Daya Varma and Vinod Mubayi


While Muslims are the obvious target of Sangh Parivar, no one should feel immune to their pernicious policies- even Hindus?


The Western press these days is full of stories about the fast-spreading Talibanization of Pakistan.  And it is indeed a very serious and critical problem confronting the state and people of Pakistan.  But the sub-text to many of these stories is that this phenomenon is something rooted in the DNA of Muslims, that it is unique to those born in the faith and culture of Islam.  This issue of INSAF Bulletin shows that something similar is fast spreading in India led by those who consider Muslims to be their greatest enemy but whose culture and values are indistinguishable from their Taliban across the border.


In the early 1980s, the Pakistani poetess Fahmida Riaz and her family were given shelter by Indira Gandhi in India from the threat posed by the Pakistani dictator Zia-ul-Haq.  Liberal Pakistanis, long accustomed and inured to the rhetoric of assorted Islamic fundamentalists, looked to secular India as a model. But the destruction of Babri Masjid and its aftermath shook Fahmida’s confidence in India when she wrote her well-known poem “Tum bilkul ham jaise nikle” (You turned out to be just like us).


Since its inception, INSAF Bulletin has argued that while the immediate target of Hindutva fundamentalists of Sangh Parivar are Muslims, its ultimate target are all people who do not conform to their vision of India, of morality, of political formation and above all of social conduct and interaction.  While the demolition of the Babri mosque popularized the culture of fundamentalism and the Gujarat massacre of Muslims demonstrated its practices, many believed that only Muslims were the Sangh Parivar’s target. Those who opposed these moves of the Sangh Parivar were dismissed as Muslim lovers (and Hindu haters).


However, the Sangh Parivar has not created an army comprising of Vishwa Hindu Parishad, Bajarang Dal and many other social and political formations just to demolish a Masjid and kill a few thousand Muslims. They have a grander plan and they are proceeding along it in a systematic manner.  What is a bit surprising is the speed at which their plan is unfolding. The attack on Christians, a tiny minority in India, followed by the attacks on young women, regardless of caste and religion, probably none of whom are Muslim, in public bars, along with attacks on couples on Valentine Day, highlights the unfolding of their comprehensive agenda.  Two articles on that theme, one by Ram Puniyani and the other an editorial in the Hindu newspaper, focus attention on not only the general fear but also the gravity of the danger of Hindu fundamentalism.

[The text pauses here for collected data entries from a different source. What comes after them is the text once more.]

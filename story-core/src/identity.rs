//! Host identity extraction.
//!
//! The story backend is keyed by a numeric user id. A mini-app host hands
//! it over inside its signed init data; a plain browser link carries it as
//! a `user_id` query parameter. Either source may be missing or garbled,
//! in which case there is simply no identity.

use serde_json::Value;
use std::fmt;
use tracing::debug;

/// Opaque identifier the graph is fetched for.
#[derive(Debug, Clone, PartialEq, Eq, Hash)]
pub struct UserId(String);

impl UserId {
    /// Accept the string form of a finite, non-zero number.
    ///
    /// Integral values come out in plain integer form, so `"1e3"` reads as `1000`.
    pub fn parse(raw: &str) -> Option<Self> {
        let raw = raw.trim();
        if let Ok(id) = raw.parse::<i64>() {
            return (id != 0).then(|| Self(id.to_string()));
        }

        let value = raw
            .parse::<f64>()
            .ok()
            .filter(|v| v.is_finite() && *v != 0.0)?;
        Some(Self(value.to_string()))
    }

    /// Read `user.id` from a mini-app init-data query string.
    pub fn from_init_data(raw: &str) -> Option<Self> {
        let user = query_param(raw, "user")?;
        let user: Value = match serde_json::from_str(&user) {
            Ok(value) => value,
            Err(e) => {
                debug!(error = %e, "init data user is not JSON");
                return None;
            }
        };

        match user.get("id")? {
            Value::Number(n) => Self::parse(&n.to_string()),
            Value::String(s) => Self::parse(s),
            _ => None,
        }
    }

    /// Read the `user_id` parameter of a URL query string.
    pub fn from_query(raw: &str) -> Option<Self> {
        Self::parse(&query_param(raw, "user_id")?)
    }

    /// Init data first, then the URL query.
    pub fn resolve(init_data: Option<&str>, query: Option<&str>) -> Option<Self> {
        init_data
            .and_then(Self::from_init_data)
            .or_else(|| query.and_then(Self::from_query))
    }

    pub fn as_str(&self) -> &str {
        &self.0
    }
}

impl fmt::Display for UserId {
    fn fmt(&self, f: &mut fmt::Formatter<'_>) -> fmt::Result {
        f.write_str(&self.0)
    }
}

fn query_param(raw: &str, key: &str) -> Option<String> {
    let raw = raw.trim().trim_start_matches('?');
    let pairs: Vec<(String, String)> = serde_urlencoded::from_str(raw).ok()?;
    pairs.into_iter().find(|(k, _)| k == key).map(|(_, v)| v)
}
//! Dispatching key events to callbacks.

use tracing::debug;

use crate::keyboard::KeyEvent;
use crate::source::{InputResult, InputSource};

type KeyCallback = Box<dyn FnMut(&KeyEvent) + Send>;

/// Drains an [`InputSource`] and hands every key event to registered callbacks.
///
/// # Examples
///
/// ```
/// use std::sync::Arc;
/// use std::sync::atomic::{AtomicUsize, Ordering};
/// use fastterm_input::{InputHandler, KeyEvent, ScriptedInput};
///
/// let seen = Arc::new(AtomicUsize::new(0));
/// let counter = Arc::clone(&seen);
///
/// let mut input = InputHandler::new(ScriptedInput::new([KeyEvent::char('a'), KeyEvent::char('b')]));
/// input.on_key(move |_| {
///     counter.fetch_add(1, Ordering::Relaxed);
/// });
///
/// assert_eq!(input.process_events().unwrap(), 2);
/// assert_eq!(seen.load(Ordering::Relaxed), 2);
/// ```
pub struct InputHandler<S: InputSource> {
    source: S,
    callbacks: Vec<KeyCallback>,
}

impl<S: InputSource> InputHandler<S> {
    /// Creates a handler reading from `source`.
    pub fn new(source: S) -> Self {
        Self {
            source,
            callbacks: Vec::new(),
        }
    }

    /// Registers a callback invoked for every key event, in registration order.
    pub fn on_key<F>(&mut self, callback: F)
    where
        F: FnMut(&KeyEvent) + Send + 'static,
    {
        self.callbacks.push(Box::new(callback));
    }

    /// Removes every callback.
    pub fn clear_callbacks(&mut self) {
        self.callbacks.clear();
    }

    /// Dispatches every event available without blocking.
    ///
    /// Returns how many key events were dispatched. Non-key events are
    /// consumed and skipped.
    pub fn process_events(&mut self) -> InputResult<usize> {
        let mut dispatched = 0;
        while self.source.has_event()? {
            let Some(event) = self.source.next_event()? else {
                continue;
            };
            debug!(key = %event, "key event");
            for callback in &mut self.callbacks {
                callback(&event);
            }
            dispatched += 1;
        }
        Ok(dispatched)
    }

    /// Returns the source.
    pub fn source(&self) -> &S {
        &self.source
    }

    /// Returns the source mutably.
    pub fn source_mut(&mut self) -> &mut S {
        &mut self.source
    }

    /// Consumes the handler and returns the source.
    pub fn into_source(self) -> S {
        self.source
    }
}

The main victims of the Jehadi fundamentalists in Pakistan are Muslims. It is thus not surprising that Hindus themselves will ultimately become the main target of Hindu fundamentalists. In a way this is probably inevitable because this alone can lead to a broader clash between the ordinary citizens of India and the burgeoning Hindu fundamentalists. In the bitter battle that would follow, we feel certain that Hindu fundamentalism will be finally buried and a truly democratic secular culture will emerge more strongly.